Records drawn from a dataset
----------
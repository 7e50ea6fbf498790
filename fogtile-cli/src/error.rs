//! CLI error handling with user-friendly messages.
//!
//! Centralizes error handling for the CLI, providing consistent formatting
//! and appropriate exit codes.

use fogtile::service::ServiceError;
use std::fmt;
use std::process;

/// CLI-specific errors with user-friendly messages.
#[derive(Debug)]
pub enum CliError {
    /// Failed to initialize logging
    LoggingInit(String),
    /// Failed to create the service
    ServiceCreation(ServiceError),
    /// Failed to activate or serve the tile request
    Fetch(ServiceError),
    /// The composed tile path was not routed to the synthesizer
    UnroutedPath(String),
    /// Failed to write the output file
    FileWrite { path: String, error: std::io::Error },
}

impl CliError {
    /// Exit the process with an appropriate error message and code.
    pub fn exit(&self) -> ! {
        eprintln!("Error: {}", self);

        // Print additional help for specific errors
        if let CliError::ServiceCreation(ServiceError::InvalidTileSize(_)) = self {
            eprintln!();
            eprintln!("Supported tile sizes: 256, 512, 1024");
        }

        process::exit(1)
    }
}

impl fmt::Display for CliError {
    fn fmt(&self, f: &mut fmt::Formatter<'_>) -> fmt::Result {
        match self {
            CliError::LoggingInit(msg) => write!(f, "Failed to initialize logging: {}", msg),
            CliError::ServiceCreation(e) => write!(f, "Failed to create service: {}", e),
            CliError::Fetch(e) => write!(f, "Failed to render tile: {}", e),
            CliError::UnroutedPath(path) => {
                write!(f, "Path {:?} was not intercepted as a tile request", path)
            }
            CliError::FileWrite { path, error } => {
                write!(f, "Failed to write {}: {}", path, error)
            }
        }
    }
}
// Copyright (c) 2025 Erick Bourgeois, firestoned
// SPDX-License-Identifier: MIT

//! In-memory collaborators for unit tests.
//!
//! [`FakeControlPlane`] keeps the pooled state in memory and records every write.
//! [`FakeDns`] renders answers from that same state, the way the authoritative servers
//! render them from the real control plane: a client in a pooled datacenter gets the
//! local endpoint, any other client gets the endpoint of the first pooled datacenter.

use async_trait::async_trait;
use std::collections::{BTreeMap, BTreeSet, VecDeque};
use std::net::IpAddr;
use std::sync::atomic::{AtomicBool, AtomicU32, Ordering};
use std::sync::{Arc, Mutex};

use crate::catalog::{CatalogService, DiscoveryEntry, StaticCatalog, PRODUCTION_STATE};
use crate::config::EngineConfig;
use crate::confctl::{ControlPlaneClient, ServiceFilter, ServiceRef};
use crate::dns::{Answer, ResolverClient};
use crate::dns_errors::{ControlPlaneError, PromptError, RemoteError, ResolverError};
use crate::prompt::OperatorPrompt;
use crate::reconcilers::ReconciliationEngine;
use crate::record::{DatacenterSet, DiscoveryRecord, Topology};
use crate::remote::{HostOutput, RemoteCommandExecutor};

/// One write seen by the fake control plane.
#[derive(Debug, Clone, PartialEq, Eq)]
pub enum Write {
    Pool(String, String),
    Depool(String, String),
    Ttl(String, u32),
}

impl Write {
    pub fn pool(name: &str, dc: &str) -> Self {
        Self::Pool(name.to_string(), dc.to_string())
    }

    pub fn depool(name: &str, dc: &str) -> Self {
        Self::Depool(name.to_string(), dc.to_string())
    }
}

#[derive(Default)]
pub struct FakeControlPlane {
    pooled: Mutex<BTreeMap<(String, String), bool>>,
    ttls: Mutex<BTreeMap<String, u32>>,
    writes: Mutex<Vec<Write>>,
    unreachable: Mutex<BTreeSet<String>>,
}
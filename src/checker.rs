// Copyright (c) 2025 Erick Bourgeois, firestoned
// SPDX-License-Identifier: MIT

//! Consistency check between the pooled state and what DNS actually serves.
//!
//! For every datacenter a record has an endpoint in, the record is resolved as a client
//! of that datacenter would, against every authoritative nameserver:
//!
//! - if the datacenter is pooled, the answer must be the local endpoint;
//! - otherwise the answer must be some other datacenter's endpoint.
//!
//! Any mismatch fails the whole attempt. Attempts are repeated with a constant backoff
//! because the authoritative servers pick up control-plane changes with some lag.

use std::sync::Arc;
use tracing::{debug, info, warn};

use crate::config::EngineConfig;
use crate::confctl::ControlPlaneClient;
use crate::dns::ResolverClient;
use crate::dns_errors::{CheckError, ReconcileError};
use crate::metrics;
use crate::reconcilers::retry::ConstantBackoff;
use crate::record::{DatacenterSet, DiscoveryRecord};

/// Verifies that DNS answers match a pooled state.
#[derive(Clone)]
pub struct ConsistencyChecker {
    resolver: Arc<dyn ResolverClient>,
    config: Arc<EngineConfig>,
}

impl ConsistencyChecker {
    #[must_use]
    pub fn new(resolver: Arc<dyn ResolverClient>, config: Arc<EngineConfig>) -> Self {
        Self { resolver, config }
    }

    /// Run a single check attempt.
    ///
    /// # Errors
    ///
    /// Returns the first mismatch or lookup failure found.
    pub async fn check_once(
        &self,
        record: &DiscoveryRecord,
        desired: &DatacenterSet,
    ) -> Result<(), CheckError> {
        let fqdn = self.config.fqdn(record.name());
        for (datacenter, expected) in record.site_ips() {
            let client_ip =
                self.config
                    .client_ip(datacenter)
                    .ok_or_else(|| CheckError::UnknownDatacenter {
                        fqdn: fqdn.clone(),
                        datacenter: datacenter.clone(),
                    })?;

            let answers = self.resolver.resolve_with_subnet(&fqdn, client_ip).await?;
            let pooled = desired.contains(datacenter);
            for answer in answers {
                if pooled && answer.address != *expected {
                    return Err(CheckError::NotLocal {
                        fqdn,
                        datacenter: datacenter.clone(),
                        nameserver: answer.nameserver,
                        observed: answer.address,
                        expected: *expected,
                    });
                }
                if !pooled && answer.address == *expected {
                    return Err(CheckError::StillLocal {
                        fqdn,
                        datacenter: datacenter.clone(),
                        nameserver: answer.nameserver,
                        local: *expected,
                    });
                }
            }
        }
        Ok(())
    }

    /// Check `record` against `desired`, retrying until it converges or attempts run out.
    ///
    /// Returns the number of attempts it took.
    ///
    /// # Errors
    ///
    /// Returns [`ReconcileError::Divergence`] once all attempts failed, or
    /// [`ReconcileError::Check`] right away for errors that retrying can't fix.
    pub async fn check(
        &self,
        record: &DiscoveryRecord,
        desired: &DatacenterSet,
    ) -> Result<u32, ReconcileError> {
        let fqdn = self.config.fqdn(record.name());
        let mut backoff = ConstantBackoff::new(
            self.config.check_interval(),
            self.config.verification.attempts,
        );

        loop {
            let result = self.check_once(record, desired).await;
            let next = backoff.next_backoff();
            let attempt = backoff.attempts_made();

            match result {
                Ok(()) => {
                    info!(record = %fqdn, attempt, "DNS answers match the pooled state");
                    metrics::record_verification_attempts(attempt, true);
                    return Ok(attempt);
                }
                Err(e) if !e.is_retryable() => {
                    warn!(record = %fqdn, error = %e, "Consistency check can't succeed");
                    return Err(ReconcileError::Check(e));
                }
                Err(e) => match next {
                    Some(delay) => {
                        debug!(
                            record = %fqdn,
                            attempt,
                            max_attempts = backoff.max_attempts,
                            error = %e,
                            "DNS not converged yet, retrying"
                        );
                        tokio::time::sleep(delay).await;
                    }
                    None => {
                        warn!(record = %fqdn, attempts = attempt, error = %e, "DNS did not converge");
                        metrics::record_verification_attempts(attempt, false);
                        return Err(ReconcileError::Divergence {
                            fqdn,
                            attempts: attempt,
                            last: e,
                        });
                    }
                },
            }
        }
    }

    /// Check a record against its live pooled state, outside of any pool/depool run.
    ///
    /// # Errors
    ///
    /// Returns an error if the control plane can't be read or DNS doesn't converge.
    pub async fn check_record(
        &self,
        record: &DiscoveryRecord,
        control_plane: &dyn ControlPlaneClient,
    ) -> Result<u32, ReconcileError> {
        let pooled = record.pooled_set(control_plane).await?;
        self.check(record, &pooled).await
    }
}

#[cfg(test)]
#[path = "checker_tests.rs"]
mod checker_tests;
// Copyright (c) 2025 Erick Bourgeois, firestoned
// SPDX-License-Identifier: MIT

//! Operator interaction.
//!
//! The engine only asks questions when a record would otherwise end up fully depooled.
//! A cancelled or invalid answer is reported as [`PromptError::Cancelled`] so callers
//! can leave the record untouched instead of guessing.

use async_trait::async_trait;
use tokio::io::{AsyncBufReadExt, AsyncWriteExt, BufReader};
use tokio::sync::Mutex;
use tracing::warn;

use crate::constants::PROMPT_MAX_TRIES;
use crate::dns_errors::PromptError;

/// Asks the operator to choose among options.
#[async_trait]
pub trait OperatorPrompt: Send + Sync {
    /// Ask `message` and return one of `options`.
    ///
    /// # Errors
    ///
    /// Returns [`PromptError::Cancelled`] if no valid choice was made.
    async fn ask_choice(&self, message: &str, options: &[String]) -> Result<String, PromptError>;

    /// Ask a yes/no question. Anything but `yes` counts as no.
    async fn confirm(&self, message: &str) -> bool {
        let options = ["yes".to_string(), "no".to_string()];
        matches!(self.ask_choice(message, &options).await.as_deref(), Ok("yes"))
    }
}

/// Prompt reading numbered or literal answers from the terminal.
pub struct TerminalPrompt {
    stdin: Mutex<BufReader<tokio::io::Stdin>>,
    max_tries: u32,
}

impl Default for TerminalPrompt {
    fn default() -> Self {
        Self::new()
    }
}

impl TerminalPrompt {
    #[must_use]
    pub fn new() -> Self {
        Self {
            stdin: Mutex::new(BufReader::new(tokio::io::stdin())),
            max_tries: PROMPT_MAX_TRIES,
        }
    }
}

#[async_trait]
impl OperatorPrompt for TerminalPrompt {
    async fn ask_choice(&self, message: &str, options: &[String]) -> Result<String, PromptError> {
        let io_error = |e: std::io::Error| PromptError::Io {
            reason: e.to_string(),
        };
        let mut stdout = tokio::io::stdout();
        let mut stdin = self.stdin.lock().await;

        for _ in 0..self.max_tries {
            let mut text = format!("{message}\n");
            for (i, option) in options.iter().enumerate() {
                text.push_str(&format!("  {}) {option}\n", i + 1));
            }
            text.push_str("> ");
            stdout.write_all(text.as_bytes()).await.map_err(io_error)?;
            stdout.flush().await.map_err(io_error)?;

            let mut line = String::new();
            if stdin.read_line(&mut line).await.map_err(io_error)? == 0 {
                return Err(PromptError::Cancelled {
                    message: message.to_string(),
                });
            }
            if let Some(choice) = parse_choice(&line, options) {
                return Ok(choice);
            }
            warn!(answer = %line.trim(), "Invalid answer");
        }

        warn!(tries = self.max_tries, "Giving up on the question");
        Err(PromptError::Cancelled {
            message: message.to_string(),
        })
    }
}

/// Match an answer by its 1-based number or its literal text.
pub(crate) fn parse_choice(answer: &str, options: &[String]) -> Option<String> {
    let answer = answer.trim();
    if answer.is_empty() {
        return None;
    }
    if let Ok(n) = answer.parse::<usize>() {
        return n.checked_sub(1).and_then(|i| options.get(i)).cloned();
    }
    options.iter().find(|o| o.as_str() == answer).cloned()
}

/// Prompt that always gives the same answer, for unattended runs.
///
/// If the preset answer isn't among the options the question is cancelled, which
/// leaves the record untouched.
#[derive(Debug, Clone)]
pub struct FixedPrompt {
    answer: String,
}

impl Default for FixedPrompt {
    fn default() -> Self {
        Self::new("skip")
    }
}

impl FixedPrompt {
    #[must_use]
    pub fn new(answer: &str) -> Self {
        Self {
            answer: answer.to_string(),
        }
    }
}

#[async_trait]
impl OperatorPrompt for FixedPrompt {
    async fn ask_choice(&self, message: &str, options: &[String]) -> Result<String, PromptError> {
        if options.contains(&self.answer) {
            warn!(question = %message, answer = %self.answer, "Answering automatically");
            Ok(self.answer.clone())
        } else {
            warn!(question = %message, answer = %self.answer, "Preset answer is not an option");
            Err(PromptError::Cancelled {
                message: message.to_string(),
            })
        }
    }
}

#[cfg(test)]
#[path = "prompt_tests.rs"]
mod prompt_tests;
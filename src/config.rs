// Copyright (c) 2025 Erick Bourgeois, firestoned
// SPDX-License-Identifier: MIT

//! Engine configuration.
//!
//! The configuration is a YAML document describing the discovery zone, the datacenters
//! and their representative client subnets, the authoritative nameservers to verify
//! against and where the control plane and the service catalog live.
//!
//! # Example
//!
//! ```yaml
//! zone: discovery.wmnet
//! core_datacenters: [eqiad, codfw]
//! datacenter_subnets:
//!   eqiad: 10.64.0.1
//!   codfw: 10.192.0.1
//! authoritative_nameservers: ["10.3.0.1:53", "10.3.0.2:53"]
//! control_plane_url: "https://confctl.example.org/"
//! catalog_path: /etc/dnsdisc/catalog.yaml
//! verification:
//!   attempts: 15
//!   interval_secs: 3
//! ```

use anyhow::{bail, Context, Result};
use serde::{Deserialize, Serialize};
use std::collections::BTreeMap;
use std::net::{IpAddr, Ipv4Addr};
use std::path::{Path, PathBuf};
use std::time::Duration;

use crate::constants::{
    DEFAULT_AUTHDNS_HOSTS, DEFAULT_CHECK_ATTEMPTS, DEFAULT_CHECK_INTERVAL_SECS,
    DEFAULT_CORE_DATACENTERS, DEFAULT_DISCOVERY_ZONE, DEFAULT_EMERGENCY_WIPE_INTERVAL_SECS,
    DEFAULT_LOCK_DIR, DEFAULT_RECURSOR_HOSTS, DEFAULT_SETTLE_SECS,
};

/// Retry and settle parameters of the consistency check.
#[derive(Debug, Clone, PartialEq, Eq, Serialize, Deserialize)]
#[serde(default)]
pub struct VerificationConfig {
    /// Maximum number of full check attempts
    pub attempts: u32,
    /// Constant delay between attempts
    pub interval_secs: u64,
    /// Delay between the writes and the first attempt
    pub settle_secs: u64,
}

impl Default for VerificationConfig {
    fn default() -> Self {
        Self {
            attempts: DEFAULT_CHECK_ATTEMPTS,
            interval_secs: DEFAULT_CHECK_INTERVAL_SECS,
            settle_secs: DEFAULT_SETTLE_SECS,
        }
    }
}

/// Top-level engine configuration.
#[derive(Debug, Clone, Serialize, Deserialize)]
#[serde(default)]
pub struct EngineConfig {
    /// DNS Discovery zone suffix (e.g. `discovery.wmnet`)
    pub zone: String,
    /// Datacenters that can serve internal traffic
    pub core_datacenters: Vec<String>,
    /// A representative client IP per datacenter, used for EDNS client subnet lookups
    pub datacenter_subnets: BTreeMap<String, IpAddr>,
    /// Authoritative nameservers (`ip:port`) of the discovery zone
    pub authoritative_nameservers: Vec<String>,
    /// Host selector of the recursive resolvers
    pub recursor_hosts: String,
    /// Host selector of the authoritative DNS servers
    pub authdns_hosts: String,
    /// Static host selector resolution (`selector -> hosts`)
    pub hosts: BTreeMap<String, Vec<String>>,
    /// Base URL of the control plane HTTP API
    pub control_plane_url: String,
    /// Path of the YAML service catalog
    pub catalog_path: PathBuf,
    /// Services that are never switched by a datacenter run, with the reason
    pub excluded_services: BTreeMap<String, String>,
    /// Directory holding advisory lock slots
    pub lock_dir: PathBuf,
    /// Consistency check parameters
    pub verification: VerificationConfig,
    /// Delay between the two blind zone wipes in emergency mode
    pub emergency_wipe_interval_secs: u64,
}

impl Default for EngineConfig {
    fn default() -> Self {
        Self {
            zone: DEFAULT_DISCOVERY_ZONE.to_string(),
            core_datacenters: DEFAULT_CORE_DATACENTERS
                .iter()
                .map(ToString::to_string)
                .collect(),
            datacenter_subnets: default_datacenter_subnets(),
            authoritative_nameservers: Vec::new(),
            recursor_hosts: DEFAULT_RECURSOR_HOSTS.to_string(),
            authdns_hosts: DEFAULT_AUTHDNS_HOSTS.to_string(),
            hosts: BTreeMap::new(),
            control_plane_url: String::new(),
            catalog_path: PathBuf::new(),
            excluded_services: BTreeMap::new(),
            lock_dir: PathBuf::from(DEFAULT_LOCK_DIR),
            verification: VerificationConfig::default(),
            emergency_wipe_interval_secs: DEFAULT_EMERGENCY_WIPE_INTERVAL_SECS,
        }
    }
}

/// Some IP from a subnet of each datacenter.
fn default_datacenter_subnets() -> BTreeMap<String, IpAddr> {
    [
        ("eqiad", Ipv4Addr::new(10, 64, 0, 1)),
        ("codfw", Ipv4Addr::new(10, 192, 0, 1)),
        ("esams", Ipv4Addr::new(10, 80, 0, 1)),
        ("ulsfo", Ipv4Addr::new(10, 128, 0, 1)),
        ("eqsin", Ipv4Addr::new(10, 132, 0, 1)),
        ("drmrs", Ipv4Addr::new(10, 136, 0, 1)),
        ("magru", Ipv4Addr::new(10, 140, 0, 1)),
    ]
    .into_iter()
    .map(|(dc, ip)| (dc.to_string(), IpAddr::V4(ip)))
    .collect()
}

impl EngineConfig {
    /// Parse a configuration from a YAML string.
    ///
    /// # Errors
    ///
    /// Returns an error if the YAML is invalid or the configuration fails validation.
    pub fn from_yaml_str(content: &str) -> Result<Self> {
        let config: Self =
            serde_yaml::from_str(content).context("Failed to parse engine configuration")?;
        config.validate()?;
        Ok(config)
    }

    /// Load and validate a configuration file.
    ///
    /// # Errors
    ///
    /// Returns an error if the file can't be read, parsed, or validated.
    pub fn load(path: &Path) -> Result<Self> {
        let content = std::fs::read_to_string(path)
            .with_context(|| format!("Failed to read configuration {}", path.display()))?;
        Self::from_yaml_str(&content)
            .with_context(|| format!("Invalid configuration in {}", path.display()))
    }

    /// Check the configuration for values the engine can't work with.
    ///
    /// # Errors
    ///
    /// Returns an error describing the first invalid value found.
    pub fn validate(&self) -> Result<()> {
        if self.zone.trim_matches('.').is_empty() {
            bail!("zone must not be empty");
        }
        if self.authoritative_nameservers.is_empty() {
            bail!("at least one authoritative nameserver is required");
        }
        if self.verification.attempts == 0 {
            bail!("verification.attempts must be at least 1");
        }
        for dc in &self.core_datacenters {
            if !self.datacenter_subnets.contains_key(dc) {
                bail!("core datacenter {dc} has no entry in datacenter_subnets");
            }
        }
        Ok(())
    }

    /// Fully qualified name of a discovery record.
    #[must_use]
    pub fn fqdn(&self, name: &str) -> String {
        format!("{name}.{}", self.zone.trim_matches('.'))
    }

    /// Representative client IP of a datacenter.
    #[must_use]
    pub fn client_ip(&self, datacenter: &str) -> Option<IpAddr> {
        self.datacenter_subnets.get(datacenter).copied()
    }

    /// Whether the datacenter is one of the core datacenters.
    #[must_use]
    pub fn is_core(&self, datacenter: &str) -> bool {
        self.core_datacenters.iter().any(|dc| dc == datacenter)
    }

    /// Delay between two consistency check attempts.
    #[must_use]
    pub fn check_interval(&self) -> Duration {
        Duration::from_secs(self.verification.interval_secs)
    }

    /// Delay between the writes and the first consistency check attempt.
    #[must_use]
    pub fn settle_delay(&self) -> Duration {
        Duration::from_secs(self.verification.settle_secs)
    }

    /// Delay between the two blind wipes performed in emergency mode.
    #[must_use]
    pub fn emergency_wipe_interval(&self) -> Duration {
        Duration::from_secs(self.emergency_wipe_interval_secs)
    }
}

#[cfg(test)]
#[path = "config_tests.rs"]
mod config_tests;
----------
→ Brief
The result should be every line that contains "IpAddr", copied from the entries.

→ Task output
use std::net::IpAddr;
use std::net::{IpAddr, Ipv4Addr};
    pub datacenter_subnets: BTreeMap<String, IpAddr>,
fn default_datacenter_subnets() -> BTreeMap<String, IpAddr> {
    .map(|(dc, ip)| (dc.to_string(), IpAddr::V4(ip)))
    pub fn client_ip(&self, datacenter: &str) -> Option<IpAddr> {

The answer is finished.